Scan the entries below and return each line that contains "info".

Collected data entries
⟨
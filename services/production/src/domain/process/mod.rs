//! 工序领域模块

#![allow(clippy::module_inception)]

pub mod process;
pub mod repository;

pub use process::{Process, ProcessId};
pub use repository::ProcessRepository;
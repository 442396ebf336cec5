//! 员工领域模块

#![allow(clippy::module_inception)]

pub mod employee;
pub mod repository;

pub use employee::{Employee, EmployeeId};
pub use repository::EmployeeRepository;
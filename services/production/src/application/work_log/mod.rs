//! 工作记录提交流程
//!
//! 新建时超产需人工确认；编辑时超产仅提示。

mod commands;
mod handlers;

pub use commands::{FieldErrors, StagedAction, WorkLogForm, WorkLogSubmission};
pub use handlers::{DecisionOutcome, EditOutcome, SubmitOutcome, WorkLogCommandHandler};

#[cfg(test)]
mod tests;
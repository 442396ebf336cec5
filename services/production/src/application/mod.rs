//! 应用层

pub mod catalog;
pub mod integrity;
pub mod overage;
pub mod payment;
pub mod session;
pub mod staging;
pub mod work_log;
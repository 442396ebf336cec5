//! 通用类型定义

use chrono::{DateTime, Duration, Utc};
use serde::{Deserialize, Serialize};

/// 分页参数
#[derive(Debug, Clone, Serialize, Deserialize)]
pub struct Pagination {
    #[serde(default = "default_page")]
    pub page: u32,
    #[serde(default = "default_page_size")]
    pub page_size: u32,
}

fn default_page() -> u32 {
    1
}

fn default_page_size() -> u32 {
    20
}

impl Default for Pagination {
    fn default() -> Self {
        Self {
            page: default_page(),
            page_size: default_page_size(),
        }
    }
}

impl Pagination {
    /// 每页最大条数
    pub const MAX_PAGE_SIZE: u32 = 200;

    pub fn new(page: u32, page_size: u32) -> Self {
        Self { page, page_size }.normalized()
    }

    /// 修正越界参数（页码从 1 开始，页大小限制在 1..=MAX_PAGE_SIZE）
    pub fn normalized(self) -> Self {
        Self {
            page: self.page.max(1),
            page_size: self.page_size.clamp(1, Self::MAX_PAGE_SIZE),
        }
    }

    pub fn offset(&self) -> u32 {
        (self.page.saturating_sub(1)) * self.page_size
    }

    pub fn limit(&self) -> u32 {
        self.page_size
    }
}

/// 分页结果
#[derive(Debug, Clone, Serialize, Deserialize)]
pub struct PagedResult<T> {
    pub items: Vec<T>,
    pub total: u64,
    pub page: u32,
    pub page_size: u32,
}

impl<T> PagedResult<T> {
    pub fn new(items: Vec<T>, total: u64, pagination: &Pagination) -> Self {
        Self {
            items,
            total,
            page: pagination.page,
            page_size: pagination.page_size,
        }
    }

    pub fn total_pages(&self) -> u32 {
        if self.page_size == 0 {
            return 0;
        }
        self.total.div_ceil(self.page_size as u64) as u32
    }
}

/// 回溯时间窗口（如“最近 30 天”）
#[derive(Debug, Clone, Copy, PartialEq, Eq, Serialize, Deserialize)]
pub struct TrailingWindow {
    pub days: u32,
}

impl TrailingWindow {
    pub fn days(days: u32) -> Self {
        Self { days }
    }

    /// 窗口起点
    pub fn since(&self, now: DateTime<Utc>) -> DateTime<Utc> {
        now - Duration::days(self.days as i64)
    }

    pub fn contains(&self, ts: DateTime<Utc>, now: DateTime<Utc>) -> bool {
        ts >= self.since(now) && ts <= now
    }
}
//! 工作记录领域模块

#![allow(clippy::module_inception)]

pub mod repository;
pub mod work_log;

pub use repository::{WorkLogFilter, WorkLogRepository};
pub use work_log::{WorkLog, WorkLogId};
//! 服务启动器
//!
//! 提供统一的 HTTP 服务启动模式

use std::future::Future;
use std::net::SocketAddr;

use axum::Router;
use metrics_exporter_prometheus::PrometheusHandle;
use oleema_config::AppConfig;
use oleema_errors::AppResult;
use oleema_telemetry::init_metrics;
use tracing::{info, warn};

use crate::infrastructure::Infrastructure;
use crate::runtime::{init_runtime, shutdown_signal};

/// 运行 HTTP 服务
///
/// 1. 加载配置并初始化日志
/// 2. 安装 Prometheus recorder
/// 3. 创建基础设施资源（数据库、可选 Redis）
/// 4. 调用闭包构建 Router
/// 5. 启动服务器并处理 graceful shutdown
///
/// # 示例
///
/// ```ignore
/// oleema_bootstrap::run("config", |infra, metrics| async move {
///     Ok(build_router(infra, metrics))
/// })
/// .await
/// ```
pub async fn run<F, Fut>(config_dir: &str, app_builder: F) -> Result<(), Box<dyn std::error::Error>>
where
    F: FnOnce(Infrastructure, Option<PrometheusHandle>) -> Fut,
    Fut: Future<Output = AppResult<Router>>,
{
    let config = AppConfig::load(config_dir)?;
    init_runtime(&config);

    info!("Starting {} service", config.app_name);

    let metrics = match init_metrics() {
        Ok(handle) => Some(handle),
        Err(e) => {
            warn!(error = %e, "Prometheus recorder not installed, /metrics disabled");
            None
        }
    };

    let addr: SocketAddr = format!("{}:{}", config.server.host, config.server.port).parse()?;

    let infra = Infrastructure::from_config(config).await?;
    let router = app_builder(infra, metrics).await?;

    let listener = tokio::net::TcpListener::bind(addr).await?;
    info!(%addr, "HTTP server starting");

    axum::serve(listener, router)
        .with_graceful_shutdown(shutdown_signal())
        .await?;

    info!("Service stopped");
    Ok(())
}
⟩
### Finished exercise
use tracing::{info, warn};
    info!("Starting {} service", config.app_name);
    info!(%addr, "HTTP server starting");
    info!("Service stopped");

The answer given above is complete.